INSTRUCTIONS FOR THE TASK: Reproduce the full set of records verbatim.

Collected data
______________________________
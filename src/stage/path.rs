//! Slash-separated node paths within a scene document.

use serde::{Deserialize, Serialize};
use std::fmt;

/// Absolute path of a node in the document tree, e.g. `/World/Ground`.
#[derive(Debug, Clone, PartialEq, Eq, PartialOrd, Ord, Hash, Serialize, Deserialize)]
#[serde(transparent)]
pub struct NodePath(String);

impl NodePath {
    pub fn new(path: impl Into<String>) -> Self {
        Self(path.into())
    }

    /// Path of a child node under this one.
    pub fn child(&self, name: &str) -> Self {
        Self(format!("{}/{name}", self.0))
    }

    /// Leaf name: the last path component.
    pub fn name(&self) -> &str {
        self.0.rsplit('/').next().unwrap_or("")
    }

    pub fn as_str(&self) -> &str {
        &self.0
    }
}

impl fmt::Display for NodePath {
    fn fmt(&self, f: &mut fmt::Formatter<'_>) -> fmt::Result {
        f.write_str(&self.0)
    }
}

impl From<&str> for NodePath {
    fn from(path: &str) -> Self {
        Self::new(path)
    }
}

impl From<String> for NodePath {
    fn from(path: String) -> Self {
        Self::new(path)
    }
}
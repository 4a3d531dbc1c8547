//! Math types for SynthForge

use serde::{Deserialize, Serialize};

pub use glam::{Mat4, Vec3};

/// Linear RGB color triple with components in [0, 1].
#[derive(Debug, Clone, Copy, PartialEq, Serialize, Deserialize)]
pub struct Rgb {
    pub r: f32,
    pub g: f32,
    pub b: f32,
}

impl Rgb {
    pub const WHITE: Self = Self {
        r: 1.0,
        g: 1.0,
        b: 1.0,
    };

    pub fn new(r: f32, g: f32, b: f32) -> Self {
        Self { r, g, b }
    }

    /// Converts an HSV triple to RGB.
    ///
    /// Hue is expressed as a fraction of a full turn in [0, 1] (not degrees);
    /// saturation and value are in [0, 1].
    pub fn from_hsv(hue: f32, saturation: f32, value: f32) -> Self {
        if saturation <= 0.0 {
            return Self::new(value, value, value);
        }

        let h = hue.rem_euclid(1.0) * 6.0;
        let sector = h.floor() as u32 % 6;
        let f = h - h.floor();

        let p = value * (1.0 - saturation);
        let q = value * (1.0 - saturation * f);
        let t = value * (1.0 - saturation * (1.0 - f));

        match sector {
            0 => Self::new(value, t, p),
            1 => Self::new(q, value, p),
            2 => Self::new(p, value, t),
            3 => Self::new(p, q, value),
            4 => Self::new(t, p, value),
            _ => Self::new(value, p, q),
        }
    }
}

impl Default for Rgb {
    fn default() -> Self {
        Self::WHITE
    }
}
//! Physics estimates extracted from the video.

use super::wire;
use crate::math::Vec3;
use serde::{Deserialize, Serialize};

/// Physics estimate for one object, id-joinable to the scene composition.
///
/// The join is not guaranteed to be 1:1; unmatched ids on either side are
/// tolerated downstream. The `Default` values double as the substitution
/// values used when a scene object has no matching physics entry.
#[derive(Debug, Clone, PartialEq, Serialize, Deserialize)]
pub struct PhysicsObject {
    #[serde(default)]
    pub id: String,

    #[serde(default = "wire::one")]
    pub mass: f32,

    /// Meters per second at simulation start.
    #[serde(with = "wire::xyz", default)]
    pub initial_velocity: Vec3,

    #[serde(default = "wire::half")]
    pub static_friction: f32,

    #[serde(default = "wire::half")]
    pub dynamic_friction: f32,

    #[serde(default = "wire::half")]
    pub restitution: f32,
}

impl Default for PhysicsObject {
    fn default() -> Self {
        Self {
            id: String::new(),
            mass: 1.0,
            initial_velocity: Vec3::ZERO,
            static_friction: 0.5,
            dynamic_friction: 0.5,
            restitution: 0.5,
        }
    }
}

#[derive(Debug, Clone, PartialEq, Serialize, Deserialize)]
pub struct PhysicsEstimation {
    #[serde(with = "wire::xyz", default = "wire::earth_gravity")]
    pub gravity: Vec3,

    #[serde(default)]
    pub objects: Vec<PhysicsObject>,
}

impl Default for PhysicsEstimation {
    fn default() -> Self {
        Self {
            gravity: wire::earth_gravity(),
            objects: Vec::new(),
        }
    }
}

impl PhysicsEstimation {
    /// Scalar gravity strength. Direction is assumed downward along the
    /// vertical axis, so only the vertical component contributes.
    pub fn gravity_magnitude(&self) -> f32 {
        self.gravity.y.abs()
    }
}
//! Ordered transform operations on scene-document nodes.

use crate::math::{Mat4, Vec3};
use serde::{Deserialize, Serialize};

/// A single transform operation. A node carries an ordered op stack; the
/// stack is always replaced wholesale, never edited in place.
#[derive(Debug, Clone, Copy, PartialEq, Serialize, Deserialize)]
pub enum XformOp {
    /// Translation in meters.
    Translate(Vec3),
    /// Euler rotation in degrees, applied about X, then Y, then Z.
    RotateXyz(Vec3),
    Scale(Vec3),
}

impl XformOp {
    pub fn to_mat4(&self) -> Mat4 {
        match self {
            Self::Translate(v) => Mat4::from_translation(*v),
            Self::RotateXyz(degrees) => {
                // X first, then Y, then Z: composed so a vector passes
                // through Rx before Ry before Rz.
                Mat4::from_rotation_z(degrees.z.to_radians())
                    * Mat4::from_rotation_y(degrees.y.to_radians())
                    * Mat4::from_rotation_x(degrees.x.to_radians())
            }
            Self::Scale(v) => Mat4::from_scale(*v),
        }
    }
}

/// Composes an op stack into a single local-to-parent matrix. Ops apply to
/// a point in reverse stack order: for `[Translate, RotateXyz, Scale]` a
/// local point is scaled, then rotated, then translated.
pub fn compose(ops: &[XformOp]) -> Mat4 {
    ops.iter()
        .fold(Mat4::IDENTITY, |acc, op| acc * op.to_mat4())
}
______________________________
SOLUTION TO THE PROBLEM:
filename src/stage/path.rs
//! Slash-separated node paths within a scene document.

use serde::{Deserialize, Serialize};
use std::fmt;

/// Absolute path of a node in the document tree, e.g. `/World/Ground`.
#[derive(Debug, Clone, PartialEq, Eq, PartialOrd, Ord, Hash, Serialize, Deserialize)]
#[serde(transparent)]
pub struct NodePath(String);

impl NodePath {
    pub fn new(path: impl Into<String>) -> Self {
        Self(path.into())
    }

    /// Path of a child node under this one.
    pub fn child(&self, name: &str) -> Self {
        Self(format!("{}/{name}", self.0))
    }

    /// Leaf name: the last path component.
    pub fn name(&self) -> &str {
        self.0.rsplit('/').next().unwrap_or("")
    }

    pub fn as_str(&self) -> &str {
        &self.0
    }
}

impl fmt::Display for NodePath {
    fn fmt(&self, f: &mut fmt::Formatter<'_>) -> fmt::Result {
        f.write_str(&self.0)
    }
}

impl From<&str> for NodePath {
    fn from(path: &str) -> Self {
        Self::new(path)
    }
}

impl From<String> for NodePath {
    fn from(path: String) -> Self {
        Self::new(path)
    }
}
repository 4a3d531dbc1c8547
//! Math types for SynthForge

use serde::{Deserialize, Serialize};

pub use glam::{Mat4, Vec3};

/// Linear RGB color triple with components in [0, 1].
#[derive(Debug, Clone, Copy, PartialEq, Serialize, Deserialize)]
pub struct Rgb {
    pub r: f32,
    pub g: f32,
    pub b: f32,
}

impl Rgb {
    pub const WHITE: Self = Self {
        r: 1.0,
        g: 1.0,
        b: 1.0,
    };

    pub fn new(r: f32, g: f32, b: f32) -> Self {
        Self { r, g, b }
    }

    /// Converts an HSV triple to RGB.
    ///
    /// Hue is expressed as a fraction of a full turn in [0, 1] (not degrees);
    /// saturation and value are in [0, 1].
    pub fn from_hsv(hue: f32, saturation: f32, value: f32) -> Self {
        if saturation <= 0.0 {
            return Self::new(value, value, value);
        }

        let h = hue.rem_euclid(1.0) * 6.0;
        let sector = h.floor() as u32 % 6;
        let f = h - h.floor();

        let p = value * (1.0 - saturation);
        let q = value * (1.0 - saturation * f);
        let t = value * (1.0 - saturation * (1.0 - f));

        match sector {
            0 => Self::new(value, t, p),
            1 => Self::new(q, value, p),
            2 => Self::new(p, value, t),
            3 => Self::new(p, q, value),
            4 => Self::new(t, p, value),
            _ => Self::new(value, p, q),
        }
    }
}

impl Default for Rgb {
    fn default() -> Self {
        Self::WHITE
    }
}
//! Physics estimates extracted from the video.

use super::wire;
use crate::math::Vec3;
use serde::{Deserialize, Serialize};

/// Physics estimate for one object, id-joinable to the scene composition.
///
/// The join is not guaranteed to be 1:1; unmatched ids on either side are
/// tolerated downstream. The `Default` values double as the substitution
/// values used when a scene object has no matching physics entry.
#[derive(Debug, Clone, PartialEq, Serialize, Deserialize)]
pub struct PhysicsObject {
    #[serde(default)]
    pub id: String,

    #[serde(default = "wire::one")]
    pub mass: f32,

    /// Meters per second at simulation start.
    #[serde(with = "wire::xyz", default)]
    pub initial_velocity: Vec3,

    #[serde(default = "wire::half")]
    pub static_friction: f32,

    #[serde(default = "wire::half")]
    pub dynamic_friction: f32,

    #[serde(default = "wire::half")]
    pub restitution: f32,
}

impl Default for PhysicsObject {
    fn default() -> Self {
        Self {
            id: String::new(),
            mass: 1.0,
            initial_velocity: Vec3::ZERO,
            static_friction: 0.5,
            dynamic_friction: 0.5,
            restitution: 0.5,
        }
    }
}

#[derive(Debug, Clone, PartialEq, Serialize, Deserialize)]
pub struct PhysicsEstimation {
    #[serde(with = "wire::xyz", default = "wire::earth_gravity")]
    pub gravity: Vec3,

    #[serde(default)]
    pub objects: Vec<PhysicsObject>,
}

impl Default for PhysicsEstimation {
    fn default() -> Self {
        Self {
            gravity: wire::earth_gravity(),
            objects: Vec::new(),
        }
    }
}

impl PhysicsEstimation {
    /// Scalar gravity strength. Direction is assumed downward along the
    /// vertical axis, so only the vertical component contributes.
    pub fn gravity_magnitude(&self) -> f32 {
        self.gravity.y.abs()
    }
}
//! Ordered transform operations on scene-document nodes.

use crate::math::{Mat4, Vec3};
use serde::{Deserialize, Serialize};

/// A single transform operation. A node carries an ordered op stack; the
/// stack is always replaced wholesale, never edited in place.
#[derive(Debug, Clone, Copy, PartialEq, Serialize, Deserialize)]
pub enum XformOp {
    /// Translation in meters.
    Translate(Vec3),
    /// Euler rotation in degrees, applied about X, then Y, then Z.
    RotateXyz(Vec3),
    Scale(Vec3),
}

impl XformOp {
    pub fn to_mat4(&self) -> Mat4 {
        match self {
            Self::Translate(v) => Mat4::from_translation(*v),
            Self::RotateXyz(degrees) => {
                // X first, then Y, then Z: composed so a vector passes
                // through Rx before Ry before Rz.
                Mat4::from_rotation_z(degrees.z.to_radians())
                    * Mat4::from_rotation_y(degrees.y.to_radians())
                    * Mat4::from_rotation_x(degrees.x.to_radians())
            }
            Self::Scale(v) => Mat4::from_scale(*v),
        }
    }
}

/// Composes an op stack into a single local-to-parent matrix. Ops apply to
/// a point in reverse stack order: for `[Translate, RotateXyz, Scale]` a
/// local point is scaled, then rotated, then translated.
pub fn compose(ops: &[XformOp]) -> Mat4 {
    ops.iter()
        .fold(Mat4::IDENTITY, |acc, op| acc * op.to_mat4())
}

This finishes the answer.